*Task*: From the entries underneath, give the number of lines holding the word "tasks", without any other words.
*** Data ***
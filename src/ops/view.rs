//! Derived view over the canonical task collection.
//!
//! The deriver is a pure function of (tasks, settings). Filtering and search
//! run first, then a stable sort, and every row keeps the canonical index of
//! its task so that commands on a view row can be routed back to the store.

use std::cmp::Ordering;
use std::fmt;

use serde::{Deserialize, Serialize};

use crate::model::task::{Priority, Task, TaskId};

/// Which tasks are shown
#[derive(
    Debug, Clone, Copy, Default, PartialEq, Eq, Serialize, Deserialize, clap::ValueEnum,
)]
#[serde(rename_all = "kebab-case")]
pub enum FilterMode {
    #[default]
    All,
    Completed,
    Uncompleted,
}

impl FilterMode {
    /// all → completed → uncompleted → all
    pub fn next(self) -> Self {
        match self {
            FilterMode::All => FilterMode::Completed,
            FilterMode::Completed => FilterMode::Uncompleted,
            FilterMode::Uncompleted => FilterMode::All,
        }
    }

    pub fn as_str(self) -> &'static str {
        match self {
            FilterMode::All => "all",
            FilterMode::Completed => "completed",
            FilterMode::Uncompleted => "uncompleted",
        }
    }

    pub fn parse(s: &str) -> Option<Self> {
        match s {
            "all" => Some(FilterMode::All),
            "completed" => Some(FilterMode::Completed),
            "uncompleted" => Some(FilterMode::Uncompleted),
            _ => None,
        }
    }

    fn admits(self, task: &Task) -> bool {
        match self {
            FilterMode::All => true,
            FilterMode::Completed => task.completed,
            FilterMode::Uncompleted => !task.completed,
        }
    }
}

impl fmt::Display for FilterMode {
    fn fmt(&self, f: &mut fmt::Formatter<'_>) -> fmt::Result {
        f.write_str(self.as_str())
    }
}

/// How shown tasks are ordered
#[derive(
    Debug, Clone, Copy, Default, PartialEq, Eq, Serialize, Deserialize, clap::ValueEnum,
)]
#[serde(rename_all = "kebab-case")]
pub enum SortMode {
    /// Canonical insertion order
    #[default]
    Default,
    Priority,
    DueDate,
    Created,
}

impl SortMode {
    /// default → priority → due-date → created → default
    pub fn next(self) -> Self {
        match self {
            SortMode::Default => SortMode::Priority,
            SortMode::Priority => SortMode::DueDate,
            SortMode::DueDate => SortMode::Created,
            SortMode::Created => SortMode::Default,
        }
    }

    pub fn as_str(self) -> &'static str {
        match self {
            SortMode::Default => "default",
            SortMode::Priority => "priority",
            SortMode::DueDate => "due-date",
            SortMode::Created => "created",
        }
    }

    pub fn parse(s: &str) -> Option<Self> {
        match s {
            "default" => Some(SortMode::Default),
            "priority" => Some(SortMode::Priority),
            "due-date" => Some(SortMode::DueDate),
            "created" => Some(SortMode::Created),
            _ => None,
        }
    }

    fn compare(self, a: &Task, b: &Task) -> Ordering {
        match self {
            SortMode::Default => Ordering::Equal,
            SortMode::Priority => Priority::rank(a.priority).cmp(&Priority::rank(b.priority)),
            // YYYY-MM-DD compares chronologically as text; missing dates go last
            SortMode::DueDate => match (&a.due_date, &b.due_date) {
                (Some(x), Some(y)) => x.cmp(y),
                (Some(_), None) => Ordering::Less,
                (None, Some(_)) => Ordering::Greater,
                (None, None) => Ordering::Equal,
            },
            SortMode::Created => a.created_at.cmp(&b.created_at),
        }
    }
}

impl fmt::Display for SortMode {
    fn fmt(&self, f: &mut fmt::Formatter<'_>) -> fmt::Result {
        f.write_str(self.as_str())
    }
}

/// Filter, sort and search settings. Owned by the caller, never by the store.
#[derive(Debug, Clone, Default, PartialEq, Eq)]
pub struct ViewSettings {
    pub filter: FilterMode,
    pub sort: SortMode,
    pub search: String,
}

/// One displayed task and its position in the canonical collection
#[derive(Debug, Clone, Copy)]
pub struct ViewRow<'a> {
    pub task: &'a Task,
    pub index: usize,
}

/// Derive the displayed rows from the canonical collection.
pub fn derive<'a>(tasks: &'a [Task], settings: &ViewSettings) -> Vec<ViewRow<'a>> {
    let needle = settings.search.to_lowercase();
    let mut rows: Vec<ViewRow<'a>> = tasks
        .iter()
        .enumerate()
        .filter(|(_, task)| settings.filter.admits(task) && task.matches_search(&needle))
        .map(|(index, task)| ViewRow { task, index })
        .collect();

    if settings.sort != SortMode::Default {
        // sort_by is stable: ties keep canonical order
        rows.sort_by(|a, b| settings.sort.compare(a.task, b.task));
    }
    rows
}

/// A derived view borrowed from a store at a specific revision.
///
/// While this borrow is alive the store cannot be mutated, so its rows are
/// always consistent. Use [`DerivedView::snapshot`] to keep the mapping
/// across mutations; snapshots are checked against the store revision.
#[derive(Debug)]
pub struct DerivedView<'a> {
    pub rows: Vec<ViewRow<'a>>,
    pub revision: u64,
}

impl<'a> DerivedView<'a> {
    pub fn len(&self) -> usize {
        self.rows.len()
    }

    pub fn is_empty(&self) -> bool {
        self.rows.is_empty()
    }

    pub fn get(&self, row: usize) -> Option<&ViewRow<'a>> {
        self.rows.get(row)
    }

    pub fn snapshot(&self) -> ViewSnapshot {
        ViewSnapshot {
            entries: self
                .rows
                .iter()
                .map(|r| ViewEntry {
                    id: r.task.id,
                    index: r.index,
                })
                .collect(),
            revision: self.revision,
        }
    }
}

#[derive(Debug, Clone, Copy, PartialEq, Eq)]
pub struct ViewEntry {
    pub id: TaskId,
    pub index: usize,
}

/// Owned row-to-task mapping, valid only at the revision it was taken.
#[derive(Debug, Clone, Default, PartialEq, Eq)]
pub struct ViewSnapshot {
    pub entries: Vec<ViewEntry>,
    pub revision: u64,
}

impl ViewSnapshot {
    pub fn len(&self) -> usize {
        self.entries.len()
    }

    pub fn is_empty(&self) -> bool {
        self.entries.is_empty()
    }
}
*** End of Data ***
*Answer to this task*: 5